*TASK DIRECTIONS*
Gather, from the data below, each line in which the word "match" occurs.

════════════════════

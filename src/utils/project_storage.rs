// specdriven-service/src/utils/project_storage.rs
//
// Project metadata, one JSON file per project. Roles live in the membership
// store; `owner_id` here is display metadata kept in step by the routes.
use crate::models::{Project, Role, ServiceError, UpdateProjectRequest};
use crate::utils::{membership_storage, Deadline, StoreLock};
use chrono::Utc;
use log::{error, info, warn};
use std::fs;
use std::path::Path;

const PROJECTS_DIR: &str = "./storage/projects";

lazy_static::lazy_static! {
    static ref PROJECT_LOCK: StoreLock = StoreLock::new();
}

fn project_path(project_id: &str) -> String {
    format!("{}/{}.json", PROJECTS_DIR, project_id)
}

// Save project to storage
pub fn save_project(project: &Project) -> Result<(), ServiceError> {
    let dir = Path::new(PROJECTS_DIR);
    if !dir.exists() {
        fs::create_dir_all(dir).map_err(|e| {
            error!("Failed to create projects directory: {:?}", e);
            ServiceError::StoreUnavailable
        })?;
    }

    let project_json = serde_json::to_string_pretty(project).map_err(|e| {
        error!("Failed to serialize project: {:?}", e);
        ServiceError::InternalServerError
    })?;

    fs::write(project_path(&project.id), project_json).map_err(|e| {
        error!("Failed to save project: {:?}", e);
        ServiceError::StoreUnavailable
    })?;

    Ok(())
}

// Find project by ID
pub fn find_project_by_id(project_id: &str) -> Result<Option<Project>, ServiceError> {
    let path_str = project_path(project_id);
    let path = Path::new(&path_str);

    if !path.exists() {
        return Ok(None);
    }

    let content = fs::read_to_string(path).map_err(|e| {
        error!("Failed to read project file: {:?}", e);
        ServiceError::StoreUnavailable
    })?;

    let project: Project = serde_json::from_str(&content).map_err(|e| {
        error!("Failed to parse project JSON: {:?}", e);
        ServiceError::InternalServerError
    })?;

    Ok(Some(project))
}

// Apply a partial update under the store lock.
pub fn update_project(
    project_id: &str,
    changes: &UpdateProjectRequest,
    deadline: &Deadline,
) -> Result<Project, ServiceError> {
    let _guard = PROJECT_LOCK.acquire(deadline)?;

    let mut project = find_project_by_id(project_id)?.ok_or(ServiceError::NotFound)?;

    if let Some(name) = &changes.name {
        let name = name.trim();
        if name.is_empty() {
            return Err(ServiceError::BadRequest("project name cannot be empty".to_string()));
        }
        project.name = name.to_string();
    }
    if let Some(description) = &changes.description {
        project.description = Some(description.clone());
    }
    if let Some(is_public) = changes.is_public {
        project.is_public = is_public;
    }
    project.updated_at = Utc::now();

    save_project(&project)?;
    info!("🔄 Updated project: {}", project_id);
    Ok(project)
}

// Point the display owner at the user who now holds the owner membership.
pub fn set_owner(project_id: &str, new_owner_id: &str, deadline: &Deadline) -> Result<Project, ServiceError> {
    let _guard = PROJECT_LOCK.acquire(deadline)?;

    let mut project = find_project_by_id(project_id)?.ok_or(ServiceError::NotFound)?;
    project.owner_id = new_owner_id.to_string();
    project.updated_at = Utc::now();
    save_project(&project)?;
    Ok(project)
}

// Delete a project file.
pub fn delete_project(project_id: &str, deadline: &Deadline) -> Result<bool, ServiceError> {
    let _guard = PROJECT_LOCK.acquire(deadline)?;

    let path_str = project_path(project_id);
    let path = Path::new(&path_str);
    if !path.exists() {
        return Ok(false);
    }

    fs::remove_file(path).map_err(|e| {
        error!("Failed to delete project file: {:?}", e);
        ServiceError::StoreUnavailable
    })?;

    info!("🗑️ Deleted project: {}", project_id);
    Ok(true)
}

// Every project the user belongs to, with their role on it. Walks the
// projects directory and checks membership per project.
pub fn projects_for_user(user_id: &str) -> Result<Vec<(Project, Role)>, ServiceError> {
    let dir = Path::new(PROJECTS_DIR);
    if !dir.exists() {
        return Ok(Vec::new());
    }

    let mut projects = Vec::new();

    for entry_result in fs::read_dir(dir).map_err(|e| {
        error!("Failed to read projects directory: {:?}", e);
        ServiceError::StoreUnavailable
    })? {
        let entry = entry_result.map_err(|e| {
            error!("Failed to read directory entry: {:?}", e);
            ServiceError::StoreUnavailable
        })?;

        let path = entry.path();
        if path.is_file() && path.extension().map_or(false, |ext| ext == "json") {
            let content = fs::read_to_string(&path).map_err(|e| {
                error!("Failed to read project file: {:?}", e);
                ServiceError::StoreUnavailable
            })?;

            let project: Project = match serde_json::from_str(&content) {
                Ok(project) => project,
                Err(e) => {
                    warn!("Skipping unparseable project file {:?}: {:?}", path, e);
                    continue;
                }
            };

            if let Some(role) = membership_storage::get_role(&project.id, user_id)? {
                projects.push((project, role));
            }
        }
    }

    // Newest first, same order the dashboard shows them
    projects.sort_by(|a, b| b.0.created_at.cmp(&a.0.created_at));
    Ok(projects)
}
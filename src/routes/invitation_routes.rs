// specdriven-service/src/routes/invitation_routes.rs
use crate::models::{InvitationTokenRequest, InvitationView, ServiceError};
use crate::utils::{caller_from_request, invitation_storage, Deadline};
use actix_web::{delete, get, put, web, HttpRequest, HttpResponse};
use log::info;
use serde_json::json;

// Everything ever sent to the caller's email address, newest first
#[get("/user/invitations")]
async fn get_user_invitations(req: HttpRequest) -> Result<HttpResponse, ServiceError> {
    let caller = caller_from_request(&req)?;

    info!("📋 Fetching invitations for: {}", caller.email);

    let mut invitations = invitation_storage::list_for_email(&caller.email)?;
    for invitation in invitations.iter_mut() {
        invitation_storage::enrich_invitation(invitation)?;
    }

    let views: Vec<InvitationView> = invitations.iter().map(InvitationView::from).collect();

    info!("✅ Found {} invitations for: {}", views.len(), caller.email);

    Ok(HttpResponse::Ok().json(json!({
        "success": true,
        "data": {
            "invitations": views,
            "count": views.len()
        }
    })))
}

// Accept an invitation with its emailed token. Membership is granted here.
#[put("/invitations/{invitation_id}/accept")]
async fn accept_invitation(
    req: HttpRequest,
    path: web::Path<String>,
    data: web::Json<InvitationTokenRequest>,
) -> Result<HttpResponse, ServiceError> {
    let caller = caller_from_request(&req)?;
    let invitation_id = path.into_inner();
    let deadline = Deadline::for_request();

    info!("✅ Accept request for invitation: {} by user: {}", invitation_id, caller.user_id);

    let (mut invitation, membership) =
        invitation_storage::accept(&invitation_id, &data.token, &caller, &deadline)?;
    invitation_storage::enrich_invitation(&mut invitation)?;

    Ok(HttpResponse::Ok().json(json!({
        "success": true,
        "data": {
            "invitation": InvitationView::from(&invitation),
            "membership": membership
        }
    })))
}

// Decline an invitation. The token alone identifies it, no account match
// is required, so an unwanted invite can be refused from any signed-in session.
#[put("/invitations/{invitation_id}/decline")]
async fn decline_invitation(
    path: web::Path<String>,
    data: web::Json<InvitationTokenRequest>,
) -> Result<HttpResponse, ServiceError> {
    let invitation_id = path.into_inner();
    let deadline = Deadline::for_request();

    info!("❌ Decline request for invitation: {}", invitation_id);

    let invitation = invitation_storage::decline(&invitation_id, &data.token, &deadline)?;

    Ok(HttpResponse::Ok().json(json!({
        "success": true,
        "data": { "invitation": InvitationView::from(&invitation) }
    })))
}

// Withdraw a pending invitation (admin and up on the project)
#[delete("/projects/{project_id}/invitations/{invitation_id}")]
async fn cancel_invitation(
    req: HttpRequest,
    path: web::Path<(String, String)>,
) -> Result<HttpResponse, ServiceError> {
    let caller = caller_from_request(&req)?;
    let (project_id, invitation_id) = path.into_inner();
    let deadline = Deadline::for_request();

    info!(
        "🗑️ Cancel request for invitation: {} in project: {}",
        invitation_id, project_id
    );

    let invitation = invitation_storage::cancel(&invitation_id, &project_id, &caller, &deadline)?;

    Ok(HttpResponse::Ok().json(json!({
        "success": true,
        "data": { "invitation": InvitationView::from(&invitation) }
    })))
}

// Register all invitation routes
pub fn init_routes(cfg: &mut web::ServiceConfig) {
    cfg.service(get_user_invitations)
        .service(accept_invitation)
        .service(decline_invitation)
        .service(cancel_invitation);
}
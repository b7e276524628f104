// specdriven-service/src/main.rs
use actix_cors::Cors;
use actix_web::{http::header, web, App, HttpServer};
use log::info;
use specdriven_service::routes::{
    auth_routes, collaborator_routes, invitation_routes, project_routes, spec_routes,
};
use specdriven_service::utils::auth_middleware::Authentication;
use specdriven_service::utils::config;

#[actix_web::main]
async fn main() -> std::io::Result<()> {
    dotenv::dotenv().ok();
    env_logger::init();

    let address = config::bind_address();
    std::fs::create_dir_all("./storage")?;

    info!("🚀 Server starting at {}", address);

    HttpServer::new(|| {
        let cors = Cors::default()
            .allowed_origin(&config::frontend_url())
            .allow_any_method()
            .allow_any_header()
            .expose_headers(vec![header::AUTHORIZATION])
            .max_age(3600);

        App::new().wrap(cors).service(
            web::scope("/api")
                // register and login are open; everything else needs a token
                .configure(auth_routes::init_routes)
                .service(
                    web::scope("")
                        .wrap(Authentication)
                        .configure(auth_routes::init_session_routes)
                        .configure(project_routes::init_routes)
                        .configure(collaborator_routes::init_routes)
                        .configure(invitation_routes::init_routes)
                        .configure(spec_routes::init_routes),
                ),
        )
    })
    .bind(address)?
    .run()
    .await
}
// specdriven-service/src/utils/spec_storage.rs
//
// Specification documents, one JSON file per document. The collaboration
// core treats content as opaque text; this store only cares that reads and
// edits went through the authorization guard first.
use crate::models::{ServiceError, Specification, UpdateSpecificationRequest};
use crate::utils::{Deadline, StoreLock};
use chrono::Utc;
use log::{error, info, warn};
use std::fs;
use std::path::Path;

const SPECS_DIR: &str = "./storage/specifications";

lazy_static::lazy_static! {
    static ref SPEC_LOCK: StoreLock = StoreLock::new();
}

fn spec_path(spec_id: &str) -> String {
    format!("{}/{}.json", SPECS_DIR, spec_id)
}

// Save specification to storage
pub fn save_spec(spec: &Specification) -> Result<(), ServiceError> {
    let dir = Path::new(SPECS_DIR);
    if !dir.exists() {
        fs::create_dir_all(dir).map_err(|e| {
            error!("Failed to create specifications directory: {:?}", e);
            ServiceError::StoreUnavailable
        })?;
    }

    let spec_json = serde_json::to_string_pretty(spec).map_err(|e| {
        error!("Failed to serialize specification: {:?}", e);
        ServiceError::InternalServerError
    })?;

    fs::write(spec_path(&spec.id), spec_json).map_err(|e| {
        error!("Failed to save specification: {:?}", e);
        ServiceError::StoreUnavailable
    })?;

    Ok(())
}

// Find specification by ID
pub fn find_spec_by_id(spec_id: &str) -> Result<Option<Specification>, ServiceError> {
    let path_str = spec_path(spec_id);
    let path = Path::new(&path_str);

    if !path.exists() {
        return Ok(None);
    }

    let content = fs::read_to_string(path).map_err(|e| {
        error!("Failed to read specification file: {:?}", e);
        ServiceError::StoreUnavailable
    })?;

    let spec: Specification = serde_json::from_str(&content).map_err(|e| {
        error!("Failed to parse specification JSON: {:?}", e);
        ServiceError::InternalServerError
    })?;

    Ok(Some(spec))
}

// Apply a partial update under the store lock.
pub fn update_spec(
    spec_id: &str,
    changes: &UpdateSpecificationRequest,
    deadline: &Deadline,
) -> Result<Specification, ServiceError> {
    let _guard = SPEC_LOCK.acquire(deadline)?;

    let mut spec = find_spec_by_id(spec_id)?.ok_or(ServiceError::NotFound)?;

    if let Some(title) = &changes.title {
        let title = title.trim();
        if title.is_empty() {
            return Err(ServiceError::BadRequest("specification title cannot be empty".to_string()));
        }
        spec.title = title.to_string();
    }
    if let Some(description) = &changes.description {
        spec.description = Some(description.clone());
    }
    if let Some(content) = &changes.content {
        spec.content = content.clone();
    }
    spec.updated_at = Utc::now();

    save_spec(&spec)?;
    info!("📝 Updated specification: {}", spec_id);
    Ok(spec)
}

// Delete one specification.
pub fn delete_spec(spec_id: &str, deadline: &Deadline) -> Result<bool, ServiceError> {
    let _guard = SPEC_LOCK.acquire(deadline)?;

    let path_str = spec_path(spec_id);
    let path = Path::new(&path_str);
    if !path.exists() {
        return Ok(false);
    }

    fs::remove_file(path).map_err(|e| {
        error!("Failed to delete specification file: {:?}", e);
        ServiceError::StoreUnavailable
    })?;

    info!("🗑️ Deleted specification: {}", spec_id);
    Ok(true)
}

// All specifications of a project, oldest first.
pub fn list_for_project(project_id: &str) -> Result<Vec<Specification>, ServiceError> {
    let dir = Path::new(SPECS_DIR);
    if !dir.exists() {
        return Ok(Vec::new());
    }

    let mut specs = Vec::new();

    for entry_result in fs::read_dir(dir).map_err(|e| {
        error!("Failed to read specifications directory: {:?}", e);
        ServiceError::StoreUnavailable
    })? {
        let entry = entry_result.map_err(|e| {
            error!("Failed to read directory entry: {:?}", e);
            ServiceError::StoreUnavailable
        })?;

        let path = entry.path();
        if path.is_file() && path.extension().map_or(false, |ext| ext == "json") {
            let content = fs::read_to_string(&path).map_err(|e| {
                error!("Failed to read specification file: {:?}", e);
                ServiceError::StoreUnavailable
            })?;

            let spec: Specification = match serde_json::from_str(&content) {
                Ok(spec) => spec,
                Err(e) => {
                    warn!("Skipping unparseable specification file {:?}: {:?}", path, e);
                    continue;
                }
            };

            if spec.project_id == project_id {
                specs.push(spec);
            }
        }
    }

    specs.sort_by(|a, b| a.created_at.cmp(&b.created_at));
    Ok(specs)
}

// Drop every specification belonging to a project.
pub fn delete_project_specs(project_id: &str, deadline: &Deadline) -> Result<usize, ServiceError> {
    let specs = list_for_project(project_id)?;
    let _guard = SPEC_LOCK.acquire(deadline)?;

    let mut deleted_count = 0;
    for spec in specs {
        let path_str = spec_path(&spec.id);
        let path = Path::new(&path_str);
        if path.exists() {
            fs::remove_file(path).map_err(|e| {
                error!("Failed to delete specification file: {:?}", e);
                ServiceError::StoreUnavailable
            })?;
            deleted_count += 1;
        }
    }

    info!("🗑️ Deleted {} specifications for project: {}", deleted_count, project_id);
    Ok(deleted_count)
}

════════════════════

*COMPLETED TASK*
            let project: Project = match serde_json::from_str(&content) {
// Decline an invitation. The token alone identifies it, no account match
            let spec: Specification = match serde_json::from_str(&content) {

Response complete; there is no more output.